Search Continues For 3rd Person Killed In Texas Amazon Cargo Plane Crash

ANAHUAC, Texas (CBSDFW.COM/AP) — Authorities continue to scour the shallow waters of Trinity Bay, near the southeast coast of Houston, for clues as to what caused a Boeing 767 cargo plane carrying Amazon packages to nose-dive into the shallow water.

All three men onboard the flight, traveling from Miami to Bush Intercontinental Airport, were killed.

A north wind aided searchers by exposing more of the three-quarter-mile debris field left Saturday when Flight 3591, which Atlas Air was operating for Amazon, disintegrated on impact in Trinity Bay, about 35 miles east of the city, a sheriff said Sunday night.

Crews using airboats and helicopters circled the crash scene, where white chunks of fuselage could be seen above long grass. The muddy landscape has made the process "painstaking," National Transportation Safety Board Chairman Robert Sumwal said. Deputies and investigators from the FBI and NTSB have been gathering human remains and looking for the plane's black box, which records flight data and voices in the cockpit.

Emergency workers recovered two bodies, one on Saturday and the other Sunday, and sent them to a medical examiner's office for autopsies. The body of Captain Rick Blakely has yet to be found.

A statement from Chambers County Sheriff Brian Hawthorne says he was notified Monday evening that the bodies recovered have been identified as those of Conrad Aska, the 44-year-old first officer and co-pilot of Atlas Air Flight 3591, and Sean Archuleta, a jump-seat passenger.

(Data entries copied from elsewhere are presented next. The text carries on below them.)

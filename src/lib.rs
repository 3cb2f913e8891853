//! A decoder for ETC1 and ETC2 RGB texture data.
//!
//! The input is a headerless stream of 8-byte blocks, each encoding a 4x4
//! tile of pixels. Blocks are stored left to right and top to bottom. The
//! output is a tightly packed, row-major RGB8 image.
//!
//! ```
//! // a single ETC1 block
//! let data = [0xA3, 0x5C, 0x0F, 0x6C, 0x5A, 0x3C, 0x0F, 0xF0];
//! let image = etc2::decode(&data, etc2::Size::new(0, 0)).unwrap();
//! assert_eq!(image.size(), etc2::Size::new(4, 4));
//! assert_eq!(image.pixel(0, 0), Some([183, 98, 13]));
//! ```

#![forbid(unsafe_code)]

mod cast;
mod color;
mod decode;
mod decoder;
mod error;
#[cfg(feature = "image")]
mod image_integration;
mod layout;
mod util;

pub use color::Rgb8;
pub use decode::{decode_block, DecodedBlock, Mode};
pub use decoder::*;
pub use error::*;
pub use layout::*;

/// Additional options for the decoder specifying how strictly the data
/// stream is validated.
#[derive(Debug, Clone)]
#[non_exhaustive]
pub struct Options {
    /// Whether the data stream must consist of whole blocks and whole rows
    /// of blocks.
    ///
    /// By default, trailing bytes that don't form a full block are ignored,
    /// and so are leftover blocks when the height is inferred.
    ///
    /// If this is set to `true`, the decoder returns
    /// [`DecodeError::TrailingBytes`] and [`DecodeError::UnevenBlockCount`]
    /// instead.
    ///
    /// Defaults to `false`.
    pub strict: bool,

    /// The maximum number of pixels of a decoded image.
    ///
    /// Since the image size may be inferred from the length of the data, a
    /// large input can request a very large output buffer. Images above this
    /// limit fail with [`DecodeError::PixelLimitExceeded`]. This is checked
    /// after the size is validated against the length of the data.
    ///
    /// To disable this limit, set this to `u64::MAX`.
    ///
    /// Defaults to `1 << 28`.
    pub max_pixels: u64,
}
impl Default for Options {
    fn default() -> Self {
        Self {
            strict: false,
            max_pixels: 1 << 28,
        }
    }
}

/// Decodes a stream of ETC1/ETC2 RGB blocks into an RGB8 image.
///
/// A width or height of 0 in `size` is inferred from the length of the data.
/// See [`BlockGrid::resolve`] for the rules.
///
/// This is equivalent to calling `decode_with(data, size, &Options::default())`.
pub fn decode(data: &[u8], size: Size) -> Result<DecodedImage, DecodeError> {
    decode_with(data, size, &Options::default())
}

/// Decodes a stream of ETC1/ETC2 RGB blocks into an RGB8 image with the given
/// options.
pub fn decode_with(
    data: &[u8],
    size: Size,
    options: &Options,
) -> Result<DecodedImage, DecodeError> {
    EtcDecoder::new_with_options(data, data.len() as u64, size, options)?.read_image()
}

Archuleta, a captain with Mesa Airlines, had been getting a lift back to his home in the Houston area, his friend told the Houston Chronicle. The 36-year-old was a new father and weeks away from starting his "dream" job flying for United Airlines, Don Dalton, Archuleta's roommate, told the paper.

Archuleta's wife lives in Colombia and is "devastated" by his death, Dalton said.

Atlas Air said in a Sunday statement that it has established a program to support the families of the dead and that it has a team, including CEO Bill Flynn, at the crash site to assist investigators.

The last crash involving a large cargo plane in the United States was in 2016, according to a Federal Aviation Administration spokesman. The landing gear of a FedEx flight collapsed after touching down at Fort Lauderdale-Hollywood International Airport, causing the left wing of the McDonnell Douglas MD-10-10F to catch fire. The plane was badly damaged, but the two crew members were able to evacuate, the spokesman said.